Se levantó puntualmente, como todas las albas de sus amanecidas mañanas y agarró el facón, aquel facón guacho que tantas otras veces había guardado por miedo a que Mandinga le picara en los dedos rápidos la vena del odio y la sal de la venganza.
Pero sin embargo esa noche Mandinga había dormido tranquilo. Dios también.
El Jesusito de tierra que velaba por todos mientras descansaba en el corazón del monte, durmiendo bajo los sauces, tampoco había tenido ninguna noticia.
Fue Osvaldo Giménez nomás. O el preludio de su destino trágico.
Montó en pelo y se perdió, buscando los gritos que sus tímpanos celosos le decían.
Y atravesó kilómetros buscando la raíz del ruido.
Y tuvo que dejar el potro para internarse en el corazón del monte.
Y por miedo a las yararás, él huyó. Se fue para no volver.
Y Osvaldo Giménez, a pata, avanzó, facón en mano.
En el rancho, casi oculto por los árboles, lloraba una santa.
Y los gritos pelados del tipo partían la tierra.
Ni un bicho se animaba a reptar en la selva espesa.
Un litoral mojado de lluvias y verdes era testigo.
Osvaldo Giménez avanzó callando. Como el puma mismo que acecha al matar.
Con un grito macho clavó al hombre.
La sangre le pintó el pecho al medio, el rostro espantaba terror.

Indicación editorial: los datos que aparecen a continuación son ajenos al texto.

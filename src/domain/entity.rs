//! Domain Layer - Core Entity Trait
//!
//! This trait defines the basic contract for all domain entities.
//! All entities must have a unique ID and be thread-safe.

use thiserror::Error;

/// Core trait for all domain entities
pub trait Entity: Sized + Send + Sync + Clone {
    /// The type of the entity's unique identifier
    type Id: Clone + Eq + std::hash::Hash + Send + Sync;

    /// Returns the entity's unique identifier
    fn id(&self) -> &Self::Id;
}

/// Common result type for domain operations
pub type DomainResult<T> = Result<T, DomainError>;

/// Domain-level errors
///
/// None of these are fatal: every failure degrades to "the requested move
/// did not take effect".
#[derive(Debug, Clone, PartialEq, Eq, Error)]
pub enum DomainError {
    /// A move or lookup referenced an id that is not in the snapshot
    #[error("Item not found: {0}")]
    ItemNotFound(String),
    /// A move targeted a container id that is not an existing group
    #[error("Container not found: {0}")]
    ContainerNotFound(String),
    /// The remote write was rejected, timed out or could not be reached
    #[error("Persistence failure: {0}")]
    PersistenceFailure(String),
    #[error("Invalid input: {0}")]
    InvalidInput(String),
    /// Storage-level failure inside the item store (SQL, serialization)
    #[error("Storage error: {0}")]
    Storage(String),
}

impl DomainError {
    /// Fold any error into a persistence failure, keeping the message.
    pub fn into_persistence(self) -> DomainError {
        match self {
            DomainError::PersistenceFailure(_) => self,
            other => DomainError::PersistenceFailure(other.to_string()),
        }
    }
}

#[cfg(test)]
mod tests {
    use super::*;

    #[test]
    fn test_error_display() {
        let err = DomainError::ItemNotFound("t1".to_string());
        assert_eq!(err.to_string(), "Item not found: t1");
    }

    #[test]
    fn test_into_persistence_keeps_message() {
        let err = DomainError::Storage("disk full".to_string()).into_persistence();
        assert_eq!(
            err,
            DomainError::PersistenceFailure("Storage error: disk full".to_string())
        );

        let already = DomainError::PersistenceFailure("timeout".to_string());
        assert_eq!(already.clone().into_persistence(), already);
    }
}
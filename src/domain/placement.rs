//! Placement Values
//!
//! The kind-agnostic `{container, position}` projection of an item, the
//! position-update batch entries exchanged with the store, and the partial
//! update used for edits.

use serde::{Deserialize, Serialize};

use super::item::{Item, ItemId, ItemKind, Payload};

/// Where an item sits: its container (None = root) and its index there
#[derive(Debug, Clone, PartialEq, Eq, Hash, Serialize, Deserialize)]
pub struct Placement {
    pub container: Option<ItemId>,
    pub position: u32,
}

impl Placement {
    pub fn root(position: u32) -> Self {
        Self { container: None, position }
    }

    pub fn in_group(group: ItemId, position: u32) -> Self {
        Self { container: Some(group), position }
    }
}

/// One entry of a position batch
#[derive(Debug, Clone, PartialEq, Eq, Serialize, Deserialize)]
pub struct PositionUpdate {
    pub id: ItemId,
    pub kind: ItemKind,
    pub position: u32,
    #[serde(rename = "container_id")]
    pub container: Option<ItemId>,
}

impl PositionUpdate {
    pub fn placement(&self) -> Placement {
        Placement {
            container: self.container.clone(),
            position: self.position,
        }
    }
}

/// Partial item update; `None` fields are left untouched
#[derive(Debug, Clone, Default, PartialEq, Eq, Serialize, Deserialize)]
pub struct ItemPatch {
    #[serde(default, skip_serializing_if = "Option::is_none")]
    pub name: Option<String>,
    #[serde(default, skip_serializing_if = "Option::is_none")]
    pub icon: Option<Option<String>>,
    #[serde(default, skip_serializing_if = "Option::is_none")]
    pub payload: Option<Payload>,
    #[serde(default, skip_serializing_if = "Option::is_none")]
    pub placement: Option<Placement>,
}

impl ItemPatch {
    pub fn name(name: impl Into<String>) -> Self {
        Self {
            name: Some(name.into()),
            ..Default::default()
        }
    }

    pub fn payload(payload: Payload) -> Self {
        Self {
            payload: Some(payload),
            ..Default::default()
        }
    }

    pub fn touches_placement(&self) -> bool {
        self.placement.is_some()
    }

    /// Merge the set fields into `item` and bump its `updated_at`
    pub fn apply_to(self, item: &mut Item) {
        if let Some(name) = self.name {
            item.name = name;
        }
        if let Some(icon) = self.icon {
            item.icon = icon;
        }
        if let Some(payload) = self.payload {
            item.payload = payload;
        }
        if let Some(placement) = self.placement {
            item.set_placement(placement);
        }
        item.updated_at = chrono::Utc::now().timestamp();
    }
}
//! Item Entity
//!
//! The unit of ordering on the dashboard: a script trigger, a health-check
//! monitor, or a group. Groups only ever live at root (single-level nesting).

use serde::{Deserialize, Serialize};
use std::fmt;

use super::entity::Entity;
use super::placement::Placement;

/// Opaque, globally unique item identifier (shared across all kinds)
#[derive(Debug, Clone, PartialEq, Eq, PartialOrd, Ord, Hash, Serialize, Deserialize)]
#[serde(transparent)]
pub struct ItemId(String);

impl ItemId {
    pub fn new(id: impl Into<String>) -> Self {
        Self(id.into())
    }

    /// Fresh random id for items created by the forms
    pub fn generate() -> Self {
        Self(uuid::Uuid::new_v4().to_string())
    }

    pub fn as_str(&self) -> &str {
        &self.0
    }
}

impl fmt::Display for ItemId {
    fn fmt(&self, f: &mut fmt::Formatter<'_>) -> fmt::Result {
        f.write_str(&self.0)
    }
}

impl From<&str> for ItemId {
    fn from(s: &str) -> Self {
        Self(s.to_string())
    }
}

impl From<String> for ItemId {
    fn from(s: String) -> Self {
        Self(s)
    }
}

/// Item kind discriminant
#[derive(Debug, Clone, Copy, PartialEq, Eq, Hash, Serialize, Deserialize)]
#[serde(rename_all = "lowercase")]
pub enum ItemKind {
    Trigger,
    Monitor,
    Group,
}

impl ItemKind {
    pub fn as_str(&self) -> &'static str {
        match self {
            ItemKind::Trigger => "trigger",
            ItemKind::Monitor => "monitor",
            ItemKind::Group => "group",
        }
    }

    pub fn parse(s: &str) -> Option<Self> {
        match s {
            "trigger" => Some(ItemKind::Trigger),
            "monitor" => Some(ItemKind::Monitor),
            "group" => Some(ItemKind::Group),
            _ => None,
        }
    }
}

impl fmt::Display for ItemKind {
    fn fmt(&self, f: &mut fmt::Formatter<'_>) -> fmt::Result {
        f.write_str(self.as_str())
    }
}

/// Interpreter used to run a trigger's script
#[derive(Debug, Clone, Copy, PartialEq, Eq, Serialize, Deserialize, Default)]
#[serde(rename_all = "lowercase")]
pub enum ScriptType {
    #[default]
    Shell,
    Javascript,
    Python,
}

/// What a monitor probes
#[derive(Debug, Clone, Copy, PartialEq, Eq, Serialize, Deserialize, Default)]
#[serde(rename_all = "lowercase")]
pub enum MonitorType {
    #[default]
    Process,
    Api,
    Port,
}

/// Last observed monitor state
#[derive(Debug, Clone, Copy, PartialEq, Eq, Serialize, Deserialize)]
#[serde(rename_all = "lowercase")]
pub enum MonitorStatus {
    Stopped,
    Running,
    Checking,
    Alert,
}

/// Script definition of an execution trigger
#[derive(Debug, Clone, PartialEq, Eq, Serialize, Deserialize)]
pub struct Trigger {
    pub script_type: ScriptType,
    pub script_content: String,
}

/// Probe configuration and last observation of a health-check monitor
#[derive(Debug, Clone, PartialEq, Eq, Serialize, Deserialize)]
pub struct Monitor {
    pub monitor_type: MonitorType,
    /// Process name, URL or `host:port` depending on `monitor_type`
    pub target: String,
    pub check_interval_secs: u32,
    pub expected_result: Option<String>,
    pub alert_on_failure: bool,
    pub is_active: bool,
    pub last_check_time: Option<i64>,
    pub last_status: Option<MonitorStatus>,
}

impl Monitor {
    pub fn new(monitor_type: MonitorType, target: impl Into<String>) -> Self {
        Self {
            monitor_type,
            target: target.into(),
            check_interval_secs: 60,
            expected_result: None,
            alert_on_failure: true,
            is_active: false,
            last_check_time: None,
            last_status: None,
        }
    }
}

/// Display metadata of a group (name and icon live on the item)
#[derive(Debug, Clone, Default, PartialEq, Eq, Serialize, Deserialize)]
pub struct Group {
    #[serde(default)]
    pub collapsed: bool,
}

/// Kind-specific item fields
#[derive(Debug, Clone, PartialEq, Eq, Serialize, Deserialize)]
#[serde(tag = "kind", rename_all = "lowercase")]
pub enum Payload {
    Trigger(Trigger),
    Monitor(Monitor),
    Group(Group),
}

impl Payload {
    pub fn kind(&self) -> ItemKind {
        match self {
            Payload::Trigger(_) => ItemKind::Trigger,
            Payload::Monitor(_) => ItemKind::Monitor,
            Payload::Group(_) => ItemKind::Group,
        }
    }
}

/// A dashboard item
#[derive(Debug, Clone, PartialEq, Eq, Serialize, Deserialize)]
pub struct Item {
    pub id: ItemId,
    pub name: String,
    pub icon: Option<String>,
    /// Containing group (None = root surface)
    pub container: Option<ItemId>,
    /// Position within the container
    pub position: u32,
    pub payload: Payload,
    pub created_at: i64,
    pub updated_at: i64,
}

impl Item {
    fn with_payload(id: ItemId, name: String, payload: Payload) -> Self {
        let now = chrono::Utc::now().timestamp();
        Self {
            id,
            name,
            icon: None,
            container: None,
            position: 0,
            payload,
            created_at: now,
            updated_at: now,
        }
    }

    /// Create a root-level trigger
    pub fn trigger(id: impl Into<ItemId>, name: impl Into<String>, trigger: Trigger) -> Self {
        Self::with_payload(id.into(), name.into(), Payload::Trigger(trigger))
    }

    /// Create a root-level monitor
    pub fn monitor(id: impl Into<ItemId>, name: impl Into<String>, monitor: Monitor) -> Self {
        Self::with_payload(id.into(), name.into(), Payload::Monitor(monitor))
    }

    /// Create a group; groups never have a container
    pub fn group(id: impl Into<ItemId>, name: impl Into<String>) -> Self {
        Self::with_payload(id.into(), name.into(), Payload::Group(Group::default()))
    }

    /// Place the item in a container at a position
    pub fn placed(mut self, container: Option<ItemId>, position: u32) -> Self {
        self.container = container;
        self.position = position;
        self
    }

    pub fn kind(&self) -> ItemKind {
        self.payload.kind()
    }

    pub fn is_group(&self) -> bool {
        self.kind() == ItemKind::Group
    }

    pub fn is_root(&self) -> bool {
        self.container.is_none()
    }

    pub fn placement(&self) -> Placement {
        Placement {
            container: self.container.clone(),
            position: self.position,
        }
    }

    pub fn set_placement(&mut self, placement: Placement) {
        self.container = placement.container;
        self.position = placement.position;
    }
}

impl Entity for Item {
    type Id = ItemId;

    fn id(&self) -> &Self::Id {
        &self.id
    }
}
//! DragDrop Utilities
//!
//! Pointer drag tracking independent of any UI framework.
//! Uses a movement threshold to distinguish click from drag, tracks the
//! hovered drop target and turns raw pointer input into gesture events.

/// Drop target types
#[derive(Clone, Debug, PartialEq, Eq)]
pub enum DropTarget<Id> {
    /// Drop on another item (reorder within that item's container)
    Item(Id),
    /// Drop on a group card
    Group(Id),
    /// Drop on the empty area of the root surface
    RootArea,
}

impl<Id: PartialEq> DropTarget<Id> {
    /// Whether this target is the given item itself
    pub fn is_item(&self, id: &Id) -> bool {
        match self {
            DropTarget::Item(target) | DropTarget::Group(target) => target == id,
            DropTarget::RootArea => false,
        }
    }
}

/// Gesture lifecycle events
#[derive(Clone, Debug, PartialEq, Eq)]
pub enum GestureEvent<Id> {
    /// Pointer travelled past the threshold; the drag is live
    Start { id: Id },
    /// Hovered target changed
    Move { id: Id, over: Option<DropTarget<Id>> },
    /// Pointer released while dragging
    End { id: Id, target: Option<DropTarget<Id>> },
    /// Drag aborted (pointer left the window, escape key, ...)
    Cancel { id: Id },
}

/// Movement threshold in pixels to start dragging
pub const DRAG_THRESHOLD_PX: u32 = 8;

#[derive(Clone, Debug)]
struct Pending<Id> {
    id: Id,
    start_x: i32,
    start_y: i32,
}

/// Drag state for one pointer
#[derive(Clone, Debug)]
pub struct DragTracker<Id> {
    threshold_px: u32,
    /// Pending item (pointer down but not yet dragging)
    pending: Option<Pending<Id>>,
    dragging: Option<Id>,
    drop_target: Option<DropTarget<Id>>,
}

impl<Id> Default for DragTracker<Id> {
    fn default() -> Self {
        Self::new(DRAG_THRESHOLD_PX)
    }
}

impl<Id> DragTracker<Id> {
    pub fn new(threshold_px: u32) -> Self {
        Self {
            threshold_px,
            pending: None,
            dragging: None,
            drop_target: None,
        }
    }

    pub fn threshold_px(&self) -> u32 {
        self.threshold_px
    }

    pub fn dragging_id(&self) -> Option<&Id> {
        self.dragging.as_ref()
    }

    pub fn drop_target(&self) -> Option<&DropTarget<Id>> {
        self.drop_target.as_ref()
    }

    pub fn is_dragging(&self) -> bool {
        self.dragging.is_some()
    }

    fn clear(&mut self) {
        self.pending = None;
        self.dragging = None;
        self.drop_target = None;
    }
}

impl<Id: Clone + PartialEq> DragTracker<Id> {
    /// Primary button pressed on a draggable item
    pub fn pointer_down(&mut self, id: Id, x: i32, y: i32) {
        if self.is_dragging() {
            return;
        }
        self.pending = Some(Pending {
            id,
            start_x: x,
            start_y: y,
        });
    }

    /// Pointer moved; starts the drag once it travelled past the threshold
    pub fn pointer_move(&mut self, x: i32, y: i32) -> Option<GestureEvent<Id>> {
        if self.is_dragging() {
            return None;
        }
        let pending = self.pending.as_ref()?;

        let dx = i64::from(x) - i64::from(pending.start_x);
        let dy = i64::from(y) - i64::from(pending.start_y);
        let threshold = i64::from(self.threshold_px);
        if dx * dx + dy * dy <= threshold * threshold {
            return None;
        }

        let id = pending.id.clone();
        self.dragging = Some(id.clone());
        Some(GestureEvent::Start { id })
    }

    /// Pointer entered a drop target
    pub fn hover(&mut self, target: DropTarget<Id>) -> Option<GestureEvent<Id>> {
        let dragging = self.dragging.clone()?;
        // Don't allow dropping on self
        if target.is_item(&dragging) {
            return self.leave();
        }
        if self.drop_target.as_ref() == Some(&target) {
            return None;
        }
        self.drop_target = Some(target.clone());
        Some(GestureEvent::Move {
            id: dragging,
            over: Some(target),
        })
    }

    /// Pointer left the hovered target
    pub fn leave(&mut self) -> Option<GestureEvent<Id>> {
        let dragging = self.dragging.clone()?;
        self.drop_target.take()?;
        Some(GestureEvent::Move { id: dragging, over: None })
    }

    /// Pointer released. A release without an active drag is a click and
    /// produces no event.
    pub fn pointer_up(&mut self) -> Option<GestureEvent<Id>> {
        let dragging = self.dragging.take();
        let target = self.drop_target.take();
        self.clear();

        dragging.map(|id| GestureEvent::End { id, target })
    }

    /// Abort the gesture
    pub fn cancel(&mut self) -> Option<GestureEvent<Id>> {
        let dragging = self.dragging.take();
        self.clear();
        if let Some(id) = &dragging {
            log::debug!("drag cancelled");
            return Some(GestureEvent::Cancel { id: id.clone() });
        }
        None
    }
}
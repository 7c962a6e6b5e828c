//! Recent-entries buffer
//!
//! A `tracing` layer that keeps the last N events in memory for the log
//! panel.

use chrono::{DateTime, Local};
use std::collections::VecDeque;
use std::fmt;
use std::sync::{Arc, Mutex, PoisonError};
use tracing::field::{Field, Visit};
use tracing::{Event, Subscriber};
use tracing_subscriber::layer::{Context, Layer};

/// One captured log event
#[derive(Debug, Clone, PartialEq, Eq)]
pub struct LogEntry {
    pub level: String,
    pub message: String,
    pub timestamp: DateTime<Local>,
}

/// Bounded FIFO of entries; the oldest entry is dropped first
#[derive(Clone)]
pub struct RingBuffer {
    entries: Arc<Mutex<VecDeque<LogEntry>>>,
    capacity: usize,
}

impl RingBuffer {
    pub fn new(capacity: usize) -> Self {
        Self {
            entries: Arc::new(Mutex::new(VecDeque::with_capacity(capacity))),
            capacity: capacity.max(1),
        }
    }

    pub fn push(&self, entry: LogEntry) {
        let mut entries = self.entries.lock().unwrap_or_else(PoisonError::into_inner);
        while entries.len() >= self.capacity {
            entries.pop_front();
        }
        entries.push_back(entry);
    }

    /// Oldest first
    pub fn snapshot(&self) -> Vec<LogEntry> {
        let entries = self.entries.lock().unwrap_or_else(PoisonError::into_inner);
        entries.iter().cloned().collect()
    }

    pub fn clear(&self) {
        self.entries.lock().unwrap_or_else(PoisonError::into_inner).clear();
    }
}

#[derive(Default)]
struct MessageVisitor {
    message: String,
    fields: Vec<String>,
}

impl MessageVisitor {
    fn finish(self) -> String {
        if self.fields.is_empty() {
            return self.message;
        }
        format!("{} {}", self.message, self.fields.join(" "))
    }
}

impl Visit for MessageVisitor {
    fn record_str(&mut self, field: &Field, value: &str) {
        match field.name() {
            "message" => self.message = value.to_string(),
            name if name.starts_with("log.") => {}
            name => self.fields.push(format!("{}={}", name, value)),
        }
    }

    fn record_debug(&mut self, field: &Field, value: &dyn fmt::Debug) {
        match field.name() {
            "message" => self.message = format!("{:?}", value),
            // metadata added by the `log` bridge
            name if name.starts_with("log.") => {}
            name => self.fields.push(format!("{}={:?}", name, value)),
        }
    }
}

pub struct RingLayer {
    buffer: RingBuffer,
}

impl RingLayer {
    pub fn new(buffer: RingBuffer) -> Self {
        Self { buffer }
    }
}

impl<S: Subscriber> Layer<S> for RingLayer {
    fn on_event(&self, event: &Event<'_>, _ctx: Context<'_, S>) {
        let mut visitor = MessageVisitor::default();
        event.record(&mut visitor);
        self.buffer.push(LogEntry {
            level: event.metadata().level().to_string(),
            message: visitor.finish(),
            timestamp: Local::now(),
        });
    }
}

#[cfg(test)]
mod tests {
    use super::*;

    fn entry(message: &str) -> LogEntry {
        LogEntry {
            level: "INFO".to_string(),
            message: message.to_string(),
            timestamp: Local::now(),
        }
    }

    #[test]
    fn test_drops_oldest_past_capacity() {
        let buffer = RingBuffer::new(2);
        buffer.push(entry("a"));
        buffer.push(entry("b"));
        buffer.push(entry("c"));

        let messages: Vec<String> = buffer.snapshot().into_iter().map(|e| e.message).collect();
        assert_eq!(messages, vec!["b", "c"]);

        buffer.clear();
        assert!(buffer.snapshot().is_empty());
    }
}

La santa lloraba, todavía acurrucada al piso. Los ojos suplicaban.
El hombre se moría en un jadeo estertóreo.
Ella lo sabía. El también.
Osvaldo Giménez supo entonces que todo su dolor no había sido más que una promesa hueca.
Una promesa vacía de esperanza.
Liberó a la santa de una puñalada.
Y ella aún no alcanzaba a entender nada: acurrucada al piso, gemía.
No sabía si del llanto acumulado, del terror, del asombro.
Osvaldo Giménez salió.
El alarido de la mujer partió la paz del monte.
No se dio vuelta. Sólo siguió caminando. Sabía que para él, eso era justicia.
Y se fue tranquilo, caminando.
Con el facón ensangrentado que todavía le chorreaba reproches.
Sabía que había liberado a una santa de la voracidad de Mandinga.
Aunque ella todavía no lo entendiera.
Sus pasos enfilaron al pueblo.
Nadie había.
Nadie le preguntó.
Ningún ser habitaba el sol del mediodía hirviente de enero, quizá alguna iguana osaba encandilarse inmóvil en sus rayos, quieta cual estatua de piedra.
Y los pasos descalzos se quemaban en la vereda calcinante del misterio.
Todavía chorreaba sangre la camisa.
No había duda: lo había traído al nacer.
A pesar de que todos los angelitos del pueblo hubieran rezado para impedirlo.